I told him that he did seem quite relaxed, considering everything, the battalions of lawyers inspecting every step of his record over forty years with the money, issues and characters he dealt with, some of them now exposed as industrial-scale crooks. His reply was instructive, too, of how he sees himself:

‘I am relaxed, because I would have stopped all the matters if I feel really guilty and that something could happen to me in a criminal case,’ he said. ‘I would have stopped everything, taken a rucksack, I would be somewhere in a Valais alp with my pipe or cigar, I would have radio and television, I would be there. I would be like the Greek philosopher when they come to visit him and they say: “Can we do something for you?” and he says: “Yes, you can go away, so the sun comes directly to me.”’

That was his vision, and there was something a little odd that he pictured it like this, that if he was ever caught out, with his fingerprints or signature on some incriminating act, he would not be in jail, but it would just entail him leaving his adventures and successes in the world, and he could retire back to the obscurity of the Valais. Listening to it, I felt then as I have with many of the old football men whose careers and reputations I have seen curdle when they have stayed on too long: that he should have taken that option, retired, and lived that vision some years ago. A pipe, radio, feet up, a bit of sunshine in the Alps. Rather than be here at the age of eighty, his life in the hands of lawyers, using up all his resources still battening down against endless waves of allegations from the decades of buccaneering.

He had to be off, to his appointment at 2 p.m., and he called for the bill. It is always an awkward predicament, the bill when you meet for lunch as a journalist, when you are meeting somebody you have to write about as a subject, particularly in these circumstances of his. I had decided in advance that I would insist on paying–even at these prices, at Fifa’s Restaurant Sonnenberg, at the top of the world above Zurich, where everything is expensive.

‘No,’ Blatter insisted, he had already paid the bill. ‘No, it’s done. Not in my restaurant.’

I said really I ought to pay, as he was giving me his time, for an interview for my book.

‘No, no, not in my restaurant,’ he said, and then, through gritted teeth, he added almost to himself as he stood up: ‘Well, it’s not mine, but I am still the boss here.’

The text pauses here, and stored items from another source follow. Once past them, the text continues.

//! Procedural window facade textures.
//!
//! A facade is a wall-coloured RGBA buffer with a regular grid of square
//! windows painted over it. Each window is lit with a colour from a palette
//! or left dark. The same buffer doubles as the emission map so windows glow
//! with exactly the colour they display.

use bevy::{
    image::{Image, ImageAddressMode, ImageFilterMode, ImageSampler, ImageSamplerDescriptor},
    prelude::*,
    render::{
        render_asset::RenderAssetUsages,
        render_resource::{Extent3d, TextureDimension, TextureFormat},
    },
};
use bytemuck::{Pod, Zeroable};
use noise::{NoiseFn, Perlin};
use rand::Rng;
use serde::{Deserialize, Serialize};

use crate::error::{CityError, CityResult};

/// Noise frequency for per-window brightness variation. Off-lattice so the
/// Perlin sample is not pinned to zero at integer cell coordinates.
const VARIATION_FREQUENCY: f64 = 0.37;

/// One RGBA32 pixel.
#[repr(C)]
#[derive(Clone, Copy, Debug, PartialEq, Eq, Hash, Pod, Zeroable, Serialize, Deserialize)]
#[serde(try_from = "String", into = "String")]
pub struct Rgba8 {
    pub r: u8,
    pub g: u8,
    pub b: u8,
    pub a: u8,
}

impl Rgba8 {
    pub const fn new(r: u8, g: u8, b: u8, a: u8) -> Self {
        Self { r, g, b, a }
    }

    /// Opaque colour from 0..1 channels.
    pub fn srgb(r: f32, g: f32, b: f32) -> Self {
        let channel = |v: f32| (v.clamp(0.0, 1.0) * 255.0).round() as u8;
        Self::new(channel(r), channel(g), channel(b), 255)
    }

    /// Scale brightness; alpha is kept.
    pub fn scaled(self, factor: f32) -> Self {
        let channel = |v: u8| (v as f32 * factor).round().clamp(0.0, 255.0) as u8;
        Self::new(channel(self.r), channel(self.g), channel(self.b), self.a)
    }

    pub fn to_unit_rgb(self) -> [f32; 3] {
        [self.r, self.g, self.b].map(|c| c as f32 / 255.0)
    }
}

impl TryFrom<String> for Rgba8 {
    type Error = String;

    /// Accepts `#rrggbb` or `#rrggbbaa`.
    fn try_from(value: String) -> Result<Self, Self::Error> {
        let hex = value.strip_prefix('#').unwrap_or(&value);
        if !matches!(hex.len(), 6 | 8) || !hex.is_ascii() {
            return Err(format!("expected #rrggbb or #rrggbbaa, got {value:?}"));
        }
        let byte = |i: usize| {
            u8::from_str_radix(&hex[i..i + 2], 16).map_err(|e| format!("bad colour {value:?}: {e}"))
        };
        let a = if hex.len() == 8 { byte(6)? } else { 255 };
        Ok(Self::new(byte(0)?, byte(2)?, byte(4)?, a))
    }
}

impl From<Rgba8> for String {
    fn from(c: Rgba8) -> Self {
        format!("#{:02x}{:02x}{:02x}{:02x}", c.r, c.g, c.b, c.a)
    }
}

/// Tunables for facade synthesis.
#[derive(Resource, Clone, Debug, PartialEq, Serialize, Deserialize)]
#[serde(default)]
pub struct FacadeConfig {
    pub texture_width: u32,
    pub texture_height: u32,
    /// Side of a square window in pixels.
    pub window_size: u32,
    /// Wall pixels between neighbouring windows.
    pub window_spacing: u32,
    /// Palette for lit windows. Must not be empty.
    pub lit_colors: Vec<Rgba8>,
    /// Chance that a window is lit (0..=1).
    pub lit_probability: f32,
    /// Brightness jitter of lit windows (0..=0.5). 0 keeps palette colours exact.
    pub color_variation: f32,
    pub off_color: Rgba8,
    pub background_color: Rgba8,
    pub enable_emission: bool,
    pub emission_multiplier: f32,
    /// 0 = new pattern on every synthesis.
    pub seed: u64,
}

impl Default for FacadeConfig {
    fn default() -> Self {
        Self {
            texture_width: 128,
            texture_height: 256,
            window_size: 20,
            window_spacing: 30,
            lit_colors: vec![
                Rgba8::srgb(1.0, 0.9, 0.6), // warm yellow
                Rgba8::srgb(1.0, 0.8, 0.4), // orange
                Rgba8::srgb(0.4, 0.6, 1.0), // blue
                Rgba8::srgb(1.0, 0.3, 0.3), // red
            ],
            lit_probability: 0.7,
            color_variation: 0.0,
            off_color: Rgba8::srgb(0.02, 0.02, 0.02),
            background_color: Rgba8::srgb(0.02, 0.02, 0.04),
            enable_emission: true,
            emission_multiplier: 1.2,
            seed: 0,
        }
    }
}

impl FacadeConfig {
    pub fn validate(&self) -> CityResult<()> {
        if self.texture_width == 0 || self.texture_height == 0 {
            return Err(CityError::invalid("texture dimensions must be positive"));
        }
        if self.window_size == 0 {
            return Err(CityError::invalid("window_size must be positive"));
        }
        if self.window_size.checked_add(self.window_spacing).is_none() {
            return Err(CityError::invalid("window_size + window_spacing overflows"));
        }
        if self.lit_colors.is_empty() {
            return Err(CityError::invalid("lit_colors must not be empty"));
        }
        if !(0.0..=1.0).contains(&self.lit_probability) {
            return Err(CityError::invalid(format!(
                "lit_probability {} outside 0..=1",
                self.lit_probability
            )));
        }
        if !(0.0..=0.5).contains(&self.color_variation) {
            return Err(CityError::invalid(format!(
                "color_variation {} outside 0..=0.5",
                self.color_variation
            )));
        }
        if !(self.emission_multiplier.is_finite() && self.emission_multiplier >= 0.0) {
            return Err(CityError::invalid("emission_multiplier must be non-negative"));
        }
        Ok(())
    }

    /// Distance between the top-left corners of neighbouring windows.
    pub fn window_pitch(&self) -> u32 {
        self.window_size.saturating_add(self.window_spacing)
    }
}

/// Row-major RGBA32 image owned by whoever asked for it.
#[derive(Clone, Debug, PartialEq, Eq)]
pub struct PixelBuffer {
    width: u32,
    height: u32,
    pixels: Vec<Rgba8>,
}

impl PixelBuffer {
    pub fn filled(width: u32, height: u32, color: Rgba8) -> Self {
        Self {
            width,
            height,
            pixels: vec![color; width as usize * height as usize],
        }
    }

    pub fn width(&self) -> u32 {
        self.width
    }

    pub fn height(&self) -> u32 {
        self.height
    }

    pub fn pixels(&self) -> &[Rgba8] {
        &self.pixels
    }

    pub fn get(&self, x: u32, y: u32) -> Option<Rgba8> {
        (x < self.width && y < self.height).then(|| self.pixels[self.index(x, y)])
    }

    /// Paint a rectangle; anything past the right or bottom edge is dropped.
    pub fn fill_rect(&mut self, x: u32, y: u32, w: u32, h: u32, color: Rgba8) {
        let x_end = x.saturating_add(w).min(self.width);
        let y_end = y.saturating_add(h).min(self.height);
        for py in y.min(y_end)..y_end {
            let row = self.index(0, py);
            self.pixels[row + x.min(x_end) as usize..row + x_end as usize].fill(color);
        }
    }

    pub fn as_bytes(&self) -> &[u8] {
        bytemuck::cast_slice(&self.pixels)
    }

    fn index(&self, x: u32, y: u32) -> usize {
        y as usize * self.width as usize + x as usize
    }
}

/// A painted window, in the order it was drawn.
#[derive(Clone, Copy, Debug, PartialEq, Eq)]
pub struct WindowCell {
    /// Top-left pixel, before clipping.
    pub origin: UVec2,
    pub lit: bool,
    pub color: Rgba8,
}

/// Result of one synthesis call.
#[derive(Clone, Debug)]
pub struct FacadeTexture {
    albedo: PixelBuffer,
    cells: Vec<WindowCell>,
    emission_multiplier: Option<f32>,
    window_size: u32,
}

/// Self-illumination map. Borrows the albedo buffer instead of copying it.
#[derive(Clone, Copy, Debug)]
pub struct EmissionView<'a> {
    buffer: &'a PixelBuffer,
    multiplier: f32,
}

impl<'a> EmissionView<'a> {
    pub fn buffer(&self) -> &'a PixelBuffer {
        self.buffer
    }

    pub fn multiplier(&self) -> f32 {
        self.multiplier
    }

    /// Emitted RGB at a pixel.
    pub fn radiance(&self, x: u32, y: u32) -> Option<[f32; 3]> {
        let rgb = self.buffer.get(x, y)?.to_unit_rgb();
        Some(rgb.map(|c| c * self.multiplier))
    }
}

impl FacadeTexture {
    pub fn albedo(&self) -> &PixelBuffer {
        &self.albedo
    }

    pub fn cells(&self) -> &[WindowCell] {
        &self.cells
    }

    pub fn window_size(&self) -> u32 {
        self.window_size
    }

    pub fn emission(&self) -> Option<EmissionView<'_>> {
        self.emission_multiplier.map(|multiplier| EmissionView {
            buffer: &self.albedo,
            multiplier,
        })
    }

    pub fn into_buffer(self) -> PixelBuffer {
        self.albedo
    }

    /// GPU-ready image: sRGB, point filtered and tiling.
    pub fn to_image(&self) -> Image {
        let mut image = Image::new(
            Extent3d {
                width: self.albedo.width(),
                height: self.albedo.height(),
                depth_or_array_layers: 1,
            },
            TextureDimension::D2,
            self.albedo.as_bytes().to_vec(),
            TextureFormat::Rgba8UnormSrgb,
            RenderAssetUsages::RENDER_WORLD,
        );
        image.sampler = ImageSampler::Descriptor(ImageSamplerDescriptor {
            address_mode_u: ImageAddressMode::Repeat,
            address_mode_v: ImageAddressMode::Repeat,
            mag_filter: ImageFilterMode::Nearest,
            min_filter: ImageFilterMode::Nearest,
            ..default()
        });
        image
    }
}

/// Paint a facade.
///
/// Windows are visited row by row (y outer, x inner). Each one takes a draw
/// for the lit decision and, when lit, a second draw for the palette index.
/// An unseeded facade with colour variation takes one extra draw up front
/// for the noise seed.
pub fn synthesize(config: &FacadeConfig, rng: &mut impl Rng) -> CityResult<FacadeTexture> {
    config.validate()?;

    let mut albedo = PixelBuffer::filled(
        config.texture_width,
        config.texture_height,
        config.background_color,
    );
    let pitch = config.window_pitch() as usize;
    let variation = (config.color_variation > 0.0).then(|| {
        let noise_seed = match config.seed {
            0 => rng.gen::<u32>(),
            seed => seed as u32,
        };
        Perlin::new(noise_seed)
    });
    let mut cells = Vec::new();

    for (row, y) in (0..config.texture_height).step_by(pitch).enumerate() {
        for (col, x) in (0..config.texture_width).step_by(pitch).enumerate() {
            let lit = rng.gen::<f32>() < config.lit_probability;
            let color = if lit {
                let base = config.lit_colors[rng.gen_range(0..config.lit_colors.len())];
                match &variation {
                    Some(perlin) => {
                        let n = perlin.get([
                            (col as f64 + 0.5) * VARIATION_FREQUENCY,
                            (row as f64 + 0.5) * VARIATION_FREQUENCY,
                        ]) as f32;
                        base.scaled(1.0 + config.color_variation * n)
                    }
                    None => base,
                }
            } else {
                config.off_color
            };

            albedo.fill_rect(x, y, config.window_size, config.window_size, color);
            cells.push(WindowCell {
                origin: UVec2::new(x, y),
                lit,
                color,
            });
        }
    }

    Ok(FacadeTexture {
        albedo,
        cells,
        emission_multiplier: config.enable_emission.then_some(config.emission_multiplier),
        window_size: config.window_size,
    })
}

/// Upload a facade and wrap it in a material. Base colour and emission share
/// one image handle.
pub fn facade_material(
    texture: &FacadeTexture,
    images: &mut Assets<Image>,
    materials: &mut Assets<StandardMaterial>,
) -> Handle<StandardMaterial> {
    let image = images.add(texture.to_image());
    let mut material = StandardMaterial {
        base_color_texture: Some(image.clone()),
        perceptual_roughness: 0.85,
        ..default()
    };

    if let Some(emission) = texture.emission() {
        let m = emission.multiplier();
        material.emissive = LinearRgba::rgb(m, m, m);
        material.emissive_texture = Some(image);
    }

    materials.add(material)
}

/// Plain gray material used when no facade is configured.
pub fn fallback_material(materials: &mut Assets<StandardMaterial>) -> Handle<StandardMaterial> {
    materials.add(StandardMaterial {
        base_color: Color::srgb(0.5, 0.5, 0.5),
        perceptual_roughness: 0.9,
        ..default()
    })
}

When I had been sitting there waiting for him, on the terrace looking out at Lake Zurich and the wealthy city spread over the hills and in the valley, I had realised that a part of me wanted to believe in him, in Fifa. It is a phenomenal story, of football and this organisation, formed by seven earnest Europeans in 1904 to play a simple, marvellous sport, moved to Switzerland in 1932. From this most discreet of havens they could have nestled complacently in their plush and comfortable ‘house’, but they did not. They ventured out constantly, to the whole world, and saw football develop everywhere, while keeping it together as one sport, just one official FA affiliated from every country, participating together in one World Cup, just as the amateur founders envisaged all those years earlier. But in these decades of its modern development, since the World Cup was first broadcast in colour television in the 1970s, Fifa became bloated and had corruption woven in, throughout Blatter’s forty years. It all culminated finally in mass arrests, criminal charges, significant guilty pleas, bottomless shame.

At the end of a pleasant lunch at which he gave his version of events–he had made a remarkable journey from a childhood in the Valais, where he is still a hero; smartly orienteered the politics of sports governing bodies, partly by putting more hours in than everybody else; he was guilty of no wrongdoing, he knew of no wrongdoing, he saw no wrongdoing; he had been a success and implemented major development work; whistleblowers are snitches, and England and the USA should learn to lose–Sepp Blatter said his goodbyes. The chef and staff of the restaurant loyally came out to line up and shake his hand, the ageing, tainted, one-time president. Then he was ushered back into the black Mercedes, and driven down the hill again, to face his meetings with lawyers.

Sepp Blatter’s time is finally done; he is not the boss any more. And nobody can say what the future holds: for Fifa, for the game, for the world.